**What to work on:** Write out again only the lines that run from the start of the entries to the line containing "-> Vec<(String, String)>", both included.

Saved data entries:
============

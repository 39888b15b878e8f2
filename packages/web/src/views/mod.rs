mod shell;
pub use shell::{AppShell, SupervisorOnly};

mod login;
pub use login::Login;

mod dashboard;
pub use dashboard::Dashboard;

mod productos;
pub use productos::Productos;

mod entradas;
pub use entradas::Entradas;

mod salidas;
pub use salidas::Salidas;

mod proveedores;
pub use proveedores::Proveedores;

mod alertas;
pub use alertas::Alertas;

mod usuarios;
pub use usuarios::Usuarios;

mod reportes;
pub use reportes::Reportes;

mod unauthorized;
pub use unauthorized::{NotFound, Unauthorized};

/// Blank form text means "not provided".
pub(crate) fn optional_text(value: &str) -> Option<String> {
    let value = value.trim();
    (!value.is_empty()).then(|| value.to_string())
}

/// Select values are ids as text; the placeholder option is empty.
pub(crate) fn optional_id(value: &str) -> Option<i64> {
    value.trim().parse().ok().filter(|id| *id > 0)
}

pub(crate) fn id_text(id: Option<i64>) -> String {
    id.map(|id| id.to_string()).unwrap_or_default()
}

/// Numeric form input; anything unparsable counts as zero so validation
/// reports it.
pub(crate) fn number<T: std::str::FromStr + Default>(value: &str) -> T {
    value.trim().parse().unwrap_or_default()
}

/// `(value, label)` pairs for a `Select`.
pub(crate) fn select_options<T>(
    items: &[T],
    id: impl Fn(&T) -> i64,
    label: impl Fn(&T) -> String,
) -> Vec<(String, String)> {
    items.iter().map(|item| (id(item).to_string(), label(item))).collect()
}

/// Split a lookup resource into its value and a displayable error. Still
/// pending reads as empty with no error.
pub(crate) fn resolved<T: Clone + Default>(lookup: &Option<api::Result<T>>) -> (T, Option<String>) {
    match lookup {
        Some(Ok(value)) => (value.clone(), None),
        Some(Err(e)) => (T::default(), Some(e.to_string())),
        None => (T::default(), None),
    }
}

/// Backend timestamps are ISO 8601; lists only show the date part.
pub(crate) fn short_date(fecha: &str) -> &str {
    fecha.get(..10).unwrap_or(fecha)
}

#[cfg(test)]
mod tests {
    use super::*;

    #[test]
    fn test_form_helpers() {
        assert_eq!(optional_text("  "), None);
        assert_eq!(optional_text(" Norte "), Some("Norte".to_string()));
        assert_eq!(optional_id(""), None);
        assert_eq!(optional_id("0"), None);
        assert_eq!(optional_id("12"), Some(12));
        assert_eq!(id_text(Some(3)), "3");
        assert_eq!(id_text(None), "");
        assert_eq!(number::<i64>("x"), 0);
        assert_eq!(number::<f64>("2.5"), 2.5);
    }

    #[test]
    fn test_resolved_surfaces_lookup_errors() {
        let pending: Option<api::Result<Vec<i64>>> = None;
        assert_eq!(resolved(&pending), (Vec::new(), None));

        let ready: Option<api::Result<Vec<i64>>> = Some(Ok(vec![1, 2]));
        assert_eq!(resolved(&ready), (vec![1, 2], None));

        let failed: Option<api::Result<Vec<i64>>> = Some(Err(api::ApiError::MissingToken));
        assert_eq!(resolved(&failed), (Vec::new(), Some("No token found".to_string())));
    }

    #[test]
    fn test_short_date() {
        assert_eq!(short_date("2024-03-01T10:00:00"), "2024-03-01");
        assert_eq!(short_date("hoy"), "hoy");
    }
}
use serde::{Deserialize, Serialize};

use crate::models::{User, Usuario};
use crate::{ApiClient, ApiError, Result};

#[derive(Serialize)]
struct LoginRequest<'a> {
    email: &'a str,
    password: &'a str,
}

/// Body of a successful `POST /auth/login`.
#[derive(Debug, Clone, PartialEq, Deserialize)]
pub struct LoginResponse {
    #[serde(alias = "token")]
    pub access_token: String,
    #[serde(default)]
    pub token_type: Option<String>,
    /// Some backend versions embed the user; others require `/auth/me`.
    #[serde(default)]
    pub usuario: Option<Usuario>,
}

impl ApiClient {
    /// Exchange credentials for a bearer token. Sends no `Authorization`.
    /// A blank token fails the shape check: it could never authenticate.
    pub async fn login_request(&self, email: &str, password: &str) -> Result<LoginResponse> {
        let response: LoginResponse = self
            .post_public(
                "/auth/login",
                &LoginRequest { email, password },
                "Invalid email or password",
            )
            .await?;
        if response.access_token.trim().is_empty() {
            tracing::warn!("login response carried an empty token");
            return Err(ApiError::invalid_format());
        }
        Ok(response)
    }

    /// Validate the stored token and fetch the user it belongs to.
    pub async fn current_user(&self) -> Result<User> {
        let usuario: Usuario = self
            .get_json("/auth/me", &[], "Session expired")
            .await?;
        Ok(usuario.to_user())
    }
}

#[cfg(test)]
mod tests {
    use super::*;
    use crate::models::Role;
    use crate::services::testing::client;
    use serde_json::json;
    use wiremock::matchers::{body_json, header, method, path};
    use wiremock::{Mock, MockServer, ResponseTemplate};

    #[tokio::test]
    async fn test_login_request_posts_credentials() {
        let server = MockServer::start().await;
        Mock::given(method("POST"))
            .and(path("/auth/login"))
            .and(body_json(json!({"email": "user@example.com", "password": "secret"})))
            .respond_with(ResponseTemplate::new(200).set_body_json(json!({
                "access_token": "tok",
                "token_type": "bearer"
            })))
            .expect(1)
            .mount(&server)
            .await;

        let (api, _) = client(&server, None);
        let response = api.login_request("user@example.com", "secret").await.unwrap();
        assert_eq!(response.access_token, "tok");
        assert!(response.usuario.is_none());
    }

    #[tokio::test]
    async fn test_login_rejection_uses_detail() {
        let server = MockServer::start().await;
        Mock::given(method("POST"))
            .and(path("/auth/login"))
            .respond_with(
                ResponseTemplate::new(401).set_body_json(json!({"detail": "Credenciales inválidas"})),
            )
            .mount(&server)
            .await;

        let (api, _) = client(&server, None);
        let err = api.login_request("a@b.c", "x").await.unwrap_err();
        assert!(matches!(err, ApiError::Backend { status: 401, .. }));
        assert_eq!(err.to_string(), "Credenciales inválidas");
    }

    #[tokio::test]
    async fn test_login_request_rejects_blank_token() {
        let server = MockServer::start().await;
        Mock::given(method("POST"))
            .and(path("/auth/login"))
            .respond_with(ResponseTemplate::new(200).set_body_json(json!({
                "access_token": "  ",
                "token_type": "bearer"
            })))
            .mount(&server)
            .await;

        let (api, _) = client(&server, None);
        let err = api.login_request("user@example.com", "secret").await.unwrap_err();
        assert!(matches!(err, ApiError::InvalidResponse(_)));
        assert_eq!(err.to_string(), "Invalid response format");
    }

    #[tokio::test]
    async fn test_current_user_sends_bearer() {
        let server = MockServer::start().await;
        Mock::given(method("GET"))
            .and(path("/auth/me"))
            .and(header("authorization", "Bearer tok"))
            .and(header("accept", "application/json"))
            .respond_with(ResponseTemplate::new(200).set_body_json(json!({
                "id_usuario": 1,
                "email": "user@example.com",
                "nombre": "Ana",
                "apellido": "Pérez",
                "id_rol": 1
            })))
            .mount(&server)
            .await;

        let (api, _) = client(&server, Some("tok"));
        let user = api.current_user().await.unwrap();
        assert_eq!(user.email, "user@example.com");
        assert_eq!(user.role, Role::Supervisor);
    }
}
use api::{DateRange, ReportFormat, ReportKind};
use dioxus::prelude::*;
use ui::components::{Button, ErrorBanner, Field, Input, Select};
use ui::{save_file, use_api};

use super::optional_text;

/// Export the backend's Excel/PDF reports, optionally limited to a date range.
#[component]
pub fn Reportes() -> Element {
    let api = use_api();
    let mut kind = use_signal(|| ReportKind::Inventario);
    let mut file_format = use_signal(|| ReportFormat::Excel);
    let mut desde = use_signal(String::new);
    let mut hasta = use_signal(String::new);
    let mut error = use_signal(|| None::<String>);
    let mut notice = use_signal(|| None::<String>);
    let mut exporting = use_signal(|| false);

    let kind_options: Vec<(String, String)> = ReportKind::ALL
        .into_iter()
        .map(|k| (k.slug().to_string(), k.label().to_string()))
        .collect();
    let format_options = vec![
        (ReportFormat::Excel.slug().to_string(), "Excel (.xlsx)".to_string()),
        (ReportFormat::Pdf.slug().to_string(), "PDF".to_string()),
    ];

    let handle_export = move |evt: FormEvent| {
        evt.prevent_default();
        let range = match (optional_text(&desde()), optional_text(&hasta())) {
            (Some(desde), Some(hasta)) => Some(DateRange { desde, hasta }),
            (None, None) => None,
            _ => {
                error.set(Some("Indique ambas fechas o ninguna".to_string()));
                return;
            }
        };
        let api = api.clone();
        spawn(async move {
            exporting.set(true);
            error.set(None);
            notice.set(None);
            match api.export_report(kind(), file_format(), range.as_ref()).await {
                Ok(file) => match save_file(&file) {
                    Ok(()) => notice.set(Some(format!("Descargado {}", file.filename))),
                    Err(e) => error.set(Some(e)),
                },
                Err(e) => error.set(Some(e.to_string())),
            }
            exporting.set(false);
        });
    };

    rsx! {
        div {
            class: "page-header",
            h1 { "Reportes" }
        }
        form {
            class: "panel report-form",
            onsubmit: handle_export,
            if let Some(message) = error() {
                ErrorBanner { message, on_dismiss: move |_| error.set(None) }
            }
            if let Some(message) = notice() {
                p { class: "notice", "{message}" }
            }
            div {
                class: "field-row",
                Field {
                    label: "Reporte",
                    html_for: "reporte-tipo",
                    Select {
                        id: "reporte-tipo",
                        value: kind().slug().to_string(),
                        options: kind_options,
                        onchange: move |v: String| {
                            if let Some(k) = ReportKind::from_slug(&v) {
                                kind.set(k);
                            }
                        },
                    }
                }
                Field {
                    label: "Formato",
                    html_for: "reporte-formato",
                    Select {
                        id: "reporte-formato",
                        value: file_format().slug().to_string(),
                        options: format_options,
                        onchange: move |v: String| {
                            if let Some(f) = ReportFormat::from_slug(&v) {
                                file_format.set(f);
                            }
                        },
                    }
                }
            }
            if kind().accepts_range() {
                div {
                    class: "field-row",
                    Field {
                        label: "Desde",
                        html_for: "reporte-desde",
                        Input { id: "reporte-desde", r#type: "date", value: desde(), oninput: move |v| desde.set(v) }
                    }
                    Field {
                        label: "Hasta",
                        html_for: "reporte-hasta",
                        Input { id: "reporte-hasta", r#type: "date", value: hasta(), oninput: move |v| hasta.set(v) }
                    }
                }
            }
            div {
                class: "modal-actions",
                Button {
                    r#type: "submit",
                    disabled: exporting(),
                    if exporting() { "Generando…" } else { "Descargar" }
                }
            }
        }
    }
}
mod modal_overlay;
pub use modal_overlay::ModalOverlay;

============

**Written reply:**
repository 39888b15b878e8f2
filename packages/web/src/views/mod.rs
mod shell;
pub use shell::{AppShell, SupervisorOnly};

mod login;
pub use login::Login;

mod dashboard;
pub use dashboard::Dashboard;

mod productos;
pub use productos::Productos;

mod entradas;
pub use entradas::Entradas;

mod salidas;
pub use salidas::Salidas;

mod proveedores;
pub use proveedores::Proveedores;

mod alertas;
pub use alertas::Alertas;

mod usuarios;
pub use usuarios::Usuarios;

mod reportes;
pub use reportes::Reportes;

mod unauthorized;
pub use unauthorized::{NotFound, Unauthorized};

/// Blank form text means "not provided".
pub(crate) fn optional_text(value: &str) -> Option<String> {
    let value = value.trim();
    (!value.is_empty()).then(|| value.to_string())
}

/// Select values are ids as text; the placeholder option is empty.
pub(crate) fn optional_id(value: &str) -> Option<i64> {
    value.trim().parse().ok().filter(|id| *id > 0)
}

pub(crate) fn id_text(id: Option<i64>) -> String {
    id.map(|id| id.to_string()).unwrap_or_default()
}

/// Numeric form input; anything unparsable counts as zero so validation
/// reports it.
pub(crate) fn number<T: std::str::FromStr + Default>(value: &str) -> T {
    value.trim().parse().unwrap_or_default()
}

/// `(value, label)` pairs for a `Select`.
pub(crate) fn select_options<T>(
    items: &[T],
    id: impl Fn(&T) -> i64,
    label: impl Fn(&T) -> String,
) -> Vec<(String, String)> {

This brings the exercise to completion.